Beets. These are a favorite in my house – I just made a beet, arugula and goat cheese salad for my online team when they came to my house for a meeting, and it was a hit! You can see the recipe below, a sneak peek at the amazing recipes in my Whole Body Plan! Beets can be found year-round but tend to taste the best in the summer and early fall months. The are a good source of vitamin C and folate – important for expectant mothers to be eating. They also provide fiber, which will help your system run smoothly, and are even thought to help protect against heart disease and certain cancers. Beets for the win! I particularly like purple and golden beets, so next time you are at the store, look for beets either raw and cook them up in your oven, or – even better in the warm summer weather – buy pre-cooked and peeled beets for easy prep.
Cantaloupe. This fresh summer food is a must-have for fruit salads, or even eaten cut in half with a scoop of protein-rich cottage cheese in the middle! Cantaloupe is a great source of beta-carotene which is important for healthy eyes, as well as vitamin C. The good news is that cantaloupe has a low calorie count per serving, so add this to your list!
Corn. Who doesn’t love corn on the cob? It’s a great way to include some healthy, whole, fresh summer foods in your summertime BBQs. Corn is a good source of vitamin C, as well as fiber and folate, plus lutein, which helps promote healthy eyesight. I love it grilled up with a little salt and pepper, sliced off onto a plate to make it easier to eat. You can use corn on the cob in fresh salads, or added to beans and salsa as a rich, hearty and healthy appetizer!

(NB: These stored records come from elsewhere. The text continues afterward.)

use crate::numerical::riemann::Interval;
use crate::symbolic::poly_error::PolyError;
use crate::symbolic::polynomial::{Polynomial, is_negligible};
use log::debug;

/// x^degree with 0^0 = 1
fn power(x: f64, degree: u32) -> f64 {
    match i32::try_from(degree) {
        Ok(exp) => x.powi(exp),
        Err(_) => x.powf(degree as f64),
    }
}

impl Polynomial {
    /// POLYNOMIAL CALCULUS

    /// value of the polynomial at x: sum of coefficient * x^degree over the non-negligible terms
    pub fn evaluate(&self, x: f64) -> f64 {
        self.terms()
            .filter(|(_, coefficient)| !is_negligible(*coefficient))
            .map(|(degree, coefficient)| coefficient * power(x, degree))
            .sum()
    }

    /// Indefinite integral with zero integration constant:
    /// ∫ c x^n dx = c/(n+1) x^(n+1)
    pub fn antiderivative(&self) -> Result<Polynomial, PolyError> {
        let mut integral = Polynomial::new();
        for (degree, coefficient) in self.terms() {
            let new_degree = degree
                .checked_add(1)
                .ok_or(PolyError::DegreeOverflow { degree })?;
            integral = integral.add_term(new_degree, coefficient / new_degree as f64);
        }
        Ok(integral)
    }

    /// Definite integration using the fundamental theorem of calculus, exact up to
    /// floating point rounding. Works for any order of the bounds.
    pub fn definite_integral(&self, lower: f64, upper: f64) -> Result<f64, PolyError> {
        let integral = self.antiderivative()?;
        Ok(integral.evaluate(upper) - integral.evaluate(lower))
    }

    /// self - other, degree-wise over every degree stored in either polynomial.
    /// Degrees where both coincide stay in the map with a zero coefficient.
    pub fn difference(&self, other: &Polynomial) -> Polynomial {
        Polynomial::from_terms(
            self.degrees_union(other)
                .into_iter()
                .map(|degree| (degree, self.coefficient(degree) - other.coefficient(degree))),
        )
    }

    /// |∫_a^b (self - other) dx|
    ///
    /// This is the absolute value of the signed integral, it equals the geometric area between
    /// the curves only when they do not cross inside (a, b). `left_riemann_area` measures the
    /// geometric area instead.
    pub fn abs_area_between(&self, other: &Polynomial, a: f64, b: f64) -> Result<f64, PolyError> {
        let interval = Interval::new(a, b)?;
        let diff = self.difference(other);
        debug!("difference polynomial: {}", diff);
        let area = diff.definite_integral(interval.a(), interval.b())?.abs();
        Ok(area)
    }
}

#[cfg(test)]
mod tests {
    use super::*;
    use approx::{assert_abs_diff_eq, assert_relative_eq};

    fn poly(terms: Vec<(u32, f64)>) -> Polynomial {
        Polynomial::from_terms(terms)
    }

    #[test]
    fn test_evaluate() {
        // 2x^2 + 3x + 4
        let p = poly(vec![(0, 4.0), (1, 3.0), (2, 2.0)]);
        assert_eq!(p.evaluate(0.0), 4.0);
        assert_eq!(p.evaluate(2.0), 18.0);
        assert_eq!(p.evaluate(-1.0), 3.0);
    }

    #[test]
    fn test_evaluate_constant_at_zero() {
        let p = Polynomial::constant(7.0);
        assert_eq!(p.evaluate(0.0), 7.0);
        assert_eq!(Polynomial::new().evaluate(3.0), 0.0);
    }

    #[test]
    fn test_evaluate_skips_negligible_terms() {
        let p = Polynomial::parse("0.00000000001x^5").unwrap();
        assert_eq!(p.to_string(), "0");
        assert!(p.is_zero());
        assert_eq!(p.evaluate(1e4), 0.0);
        let q = poly(vec![(5, 1e-11), (1, 2.0)]);
        assert_eq!(q.evaluate(1e4), 2e4);
    }

    #[test]
    fn test_evaluate_large_degree() {
        let p = poly(vec![(u32::MAX, 1.0)]);
        assert_eq!(p.evaluate(1.0), 1.0);
        assert_eq!(p.evaluate(0.5), 0.0);
    }

    #[test]
    fn test_antiderivative() {
        // ∫ (3x^2 + 2x + 1) dx = x^3 + x^2 + x
        let p = poly(vec![(2, 3.0), (1, 2.0), (0, 1.0)]);
        let integral = p.antiderivative().unwrap();
        assert_abs_diff_eq!(integral, poly(vec![(3, 1.0), (2, 1.0), (1, 1.0)]));
        assert_eq!(integral.coefficient(0), 0.0);
    }

    #[test]
    fn test_antiderivative_does_not_mutate_input() {
        let p = poly(vec![(1, 2.0)]);
        let _ = p.antiderivative().unwrap();
        assert_eq!(p, poly(vec![(1, 2.0)]));
    }

    #[test]
    fn test_antiderivative_degree_overflow() {
        let p = poly(vec![(u32::MAX, 1.0)]);
        assert_eq!(
            p.antiderivative(),
            Err(PolyError::DegreeOverflow { degree: u32::MAX })
        );
    }

    #[test]
    fn test_definite_integral_exact() {
        // ∫_0^2 x dx = 2
        let p = poly(vec![(1, 1.0)]);
        assert_eq!(p.definite_integral(0.0, 2.0).unwrap(), 2.0);
        // ∫_0^1 x^2 dx = 1/3
        let p = poly(vec![(2, 1.0)]);
        assert_relative_eq!(p.definite_integral(0.0, 1.0).unwrap(), 1.0 / 3.0, epsilon = 1e-15);
        // reversed bounds flip the sign
        assert_relative_eq!(p.definite_integral(1.0, 0.0).unwrap(), -1.0 / 3.0, epsilon = 1e-15);
    }

    #[test]
    fn test_difference() {
        let p = poly(vec![(2, 1.0), (1, 2.0)]);
        let q = poly(vec![(1, 2.0), (0, 5.0)]);
        let diff = p.difference(&q);
        assert_eq!(diff.len(), 3);
        assert_eq!(diff.coefficient(2), 1.0);
        assert_eq!(diff.coefficient(1), 0.0);
        assert_eq!(diff.coefficient(0), -5.0);
        assert_eq!(diff.to_string(), "x^2 - 5");
        assert_eq!(q.difference(&p).coefficient(0), 5.0);
    }

    #[test]
    fn test_abs_area_between() {
        // between x^2 and 0 on [0, 1]
        let p = poly(vec![(2, 1.0)]);
        let zero = Polynomial::new();
        assert_relative_eq!(p.abs_area_between(&zero, 0.0, 1.0).unwrap(), 1.0 / 3.0, epsilon = 1e-12);
        assert_relative_eq!(zero.abs_area_between(&p, 0.0, 1.0).unwrap(), 1.0 / 3.0, epsilon = 1e-12);
    }

    #[test]
    fn test_abs_area_between_crossing_curves_cancels() {
        // x and 0 on [-1, 1]: signed integral is 0 while the geometric area is 1
        let p = poly(vec![(1, 1.0)]);
        let area = p.abs_area_between(&Polynomial::new(), -1.0, 1.0).unwrap();
        assert_abs_diff_eq!(area, 0.0, epsilon = 1e-12);
    }

    #[test]
    fn test_abs_area_between_rejects_bad_interval() {
        let p = poly(vec![(1, 1.0)]);
        let zero = Polynomial::new();
        assert_eq!(
            p.abs_area_between(&zero, 1.0, 1.0),
            Err(PolyError::InvalidInterval { a: 1.0, b: 1.0 })
        );
        assert!(matches!(
            p.abs_area_between(&zero, 2.0, -1.0),
            Err(PolyError::InvalidInterval { .. })
        ));
        assert!(p.abs_area_between(&zero, 0.0, f64::NAN).is_err());
    }
}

Raspberries. Berries are an Austin household favorite – they are so good for you, and taste delicious! Raspberries are especially healthy, as they are a good source of vitamin C and fiber, provide folate and magnesium, and deliver up two of the B vitamins (B2 and B3). But the best part? Raspberries are an excellent source of antioxidants – they have 50% more antioxidant potential than strawberries! I use them in smoothies, add to yogurt or ice cream, and just eat them on their own. Be sure to buy them in organic form if you can – commercial varieties may use lots of pesticides.
Summer Squash. I am a fan of both zucchini and the yellow crookneck summer squash varieties. They are a light, refreshing way to enjoy the delicious bounties of summer veggies, and they are so easy to prepare – you can literally eat the entire vegetable! I like to wash them, then cut into circles or strips, toss with some olive oil and herbs, and grill them for a few minutes per side. This makes for a tasty side dish that offers up manganese, magnesium, vitamins A and C, fiber and folate. A delicious way to eat your nutrients! You can also spiralize them and use them in place of noodles in a cold summer salad – so refreshing and healthy!
I hope you loved all these fresh summer foods and ideas – don’t forget to make my Bold Beet and Lentil Salad, part of my Whole BodyPlan, where you can personalize your eating plan to suit your tastes! I offer vegetarian, low-sodium, gluten-free, diabetic plans and more – so there is something for everyone. Start your free trial today!
Let’s get fitter, together – inside and out,
Denise
Bold Beet and Lentil Salad
Fresh arugula, lentils and sliced beets are combined with fresh herbs and rich toasted walnuts and creamy goat cheese for a sweet, flavorful and hearty meal.
4 cups arugula (or baby spinach or any preferred salad greens)
1 1/2 cups cooked lentils (or quinoa or any variety beans)
1 1/2 cups cooked, sliced beets
1/4 cup toasted, chopped walnuts
2 oz. goat cheese (or blue cheese or feta)
2 Tbsp. chopped fresh parsley
2 Tbsp. chopped fresh basil
1 1/2 Tbsp. olive oil
1 1/2 Tbsp. lemon juice
Black pepper (to taste)
To Make:
1. Divide the spinach between two plates. Top each plate with 1/2 cup lentils, 1/2 cup beets, and 2 Tbsp. walnuts.
2. Crumble 1 ounce cheese over each plate. Sprinkle the parsley and basil on top.
3. In small bowl, whisk together the oil, lemon juice, and black pepper. Drizzle half of the dressing on each salad.